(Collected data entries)

□ □ □ □

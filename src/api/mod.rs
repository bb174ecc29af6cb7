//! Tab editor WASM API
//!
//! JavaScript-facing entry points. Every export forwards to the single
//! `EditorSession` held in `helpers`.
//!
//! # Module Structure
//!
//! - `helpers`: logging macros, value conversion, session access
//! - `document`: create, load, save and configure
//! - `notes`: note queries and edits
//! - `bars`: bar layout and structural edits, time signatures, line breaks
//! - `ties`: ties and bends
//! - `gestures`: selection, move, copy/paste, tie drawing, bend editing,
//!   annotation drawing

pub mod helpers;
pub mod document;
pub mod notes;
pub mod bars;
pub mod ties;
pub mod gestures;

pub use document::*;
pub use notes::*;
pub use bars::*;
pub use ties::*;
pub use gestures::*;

□ □ □ □

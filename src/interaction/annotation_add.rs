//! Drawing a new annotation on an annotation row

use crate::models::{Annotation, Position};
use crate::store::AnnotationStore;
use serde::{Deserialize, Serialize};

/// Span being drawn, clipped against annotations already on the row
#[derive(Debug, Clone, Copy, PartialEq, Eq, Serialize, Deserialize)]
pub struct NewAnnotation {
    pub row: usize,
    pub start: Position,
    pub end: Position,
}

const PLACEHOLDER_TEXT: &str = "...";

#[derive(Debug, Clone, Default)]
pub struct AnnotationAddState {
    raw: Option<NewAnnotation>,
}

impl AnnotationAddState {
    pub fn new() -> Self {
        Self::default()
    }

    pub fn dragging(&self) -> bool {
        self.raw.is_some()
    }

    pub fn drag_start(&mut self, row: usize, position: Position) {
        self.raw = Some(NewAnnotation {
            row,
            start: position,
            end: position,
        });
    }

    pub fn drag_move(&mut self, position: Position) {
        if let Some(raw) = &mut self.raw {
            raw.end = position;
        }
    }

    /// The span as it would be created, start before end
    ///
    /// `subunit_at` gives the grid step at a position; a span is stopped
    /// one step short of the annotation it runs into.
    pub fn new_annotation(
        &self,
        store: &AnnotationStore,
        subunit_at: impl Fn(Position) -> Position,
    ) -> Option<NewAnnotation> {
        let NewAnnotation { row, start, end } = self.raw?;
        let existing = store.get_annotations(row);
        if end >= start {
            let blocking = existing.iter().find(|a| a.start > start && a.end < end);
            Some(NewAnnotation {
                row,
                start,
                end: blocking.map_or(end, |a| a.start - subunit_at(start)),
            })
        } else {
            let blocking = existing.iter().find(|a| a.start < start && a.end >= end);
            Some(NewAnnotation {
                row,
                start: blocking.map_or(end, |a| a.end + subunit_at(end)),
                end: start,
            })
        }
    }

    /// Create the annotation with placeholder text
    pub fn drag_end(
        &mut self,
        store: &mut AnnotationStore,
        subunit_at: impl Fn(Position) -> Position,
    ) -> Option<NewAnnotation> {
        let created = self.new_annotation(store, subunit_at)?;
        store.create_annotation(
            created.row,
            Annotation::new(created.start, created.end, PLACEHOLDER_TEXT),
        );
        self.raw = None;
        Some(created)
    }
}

□ □ □ □

Activity » Give back precisely the lines above that start at the line containing "filename src/api/mod.rs" and end at the line containing "pub use gestures::*;", inclusive. No other lines belong in the output.

Answer to this exercise »
filename src/api/mod.rs
repository bb174ecc29af6cb7
//! Tab editor WASM API
//!
//! JavaScript-facing entry points. Every export forwards to the single
//! `EditorSession` held in `helpers`.
//!
//! # Module Structure
//!
//! - `helpers`: logging macros, value conversion, session access
//! - `document`: create, load, save and configure
//! - `notes`: note queries and edits
//! - `bars`: bar layout and structural edits, time signatures, line breaks
//! - `ties`: ties and bends
//! - `gestures`: selection, move, copy/paste, tie drawing, bend editing,
//!   annotation drawing

pub mod helpers;
pub mod document;
pub mod notes;
pub mod bars;
pub mod ties;
pub mod gestures;

pub use document::*;
pub use notes::*;
pub use bars::*;
pub use ties::*;
pub use gestures::*;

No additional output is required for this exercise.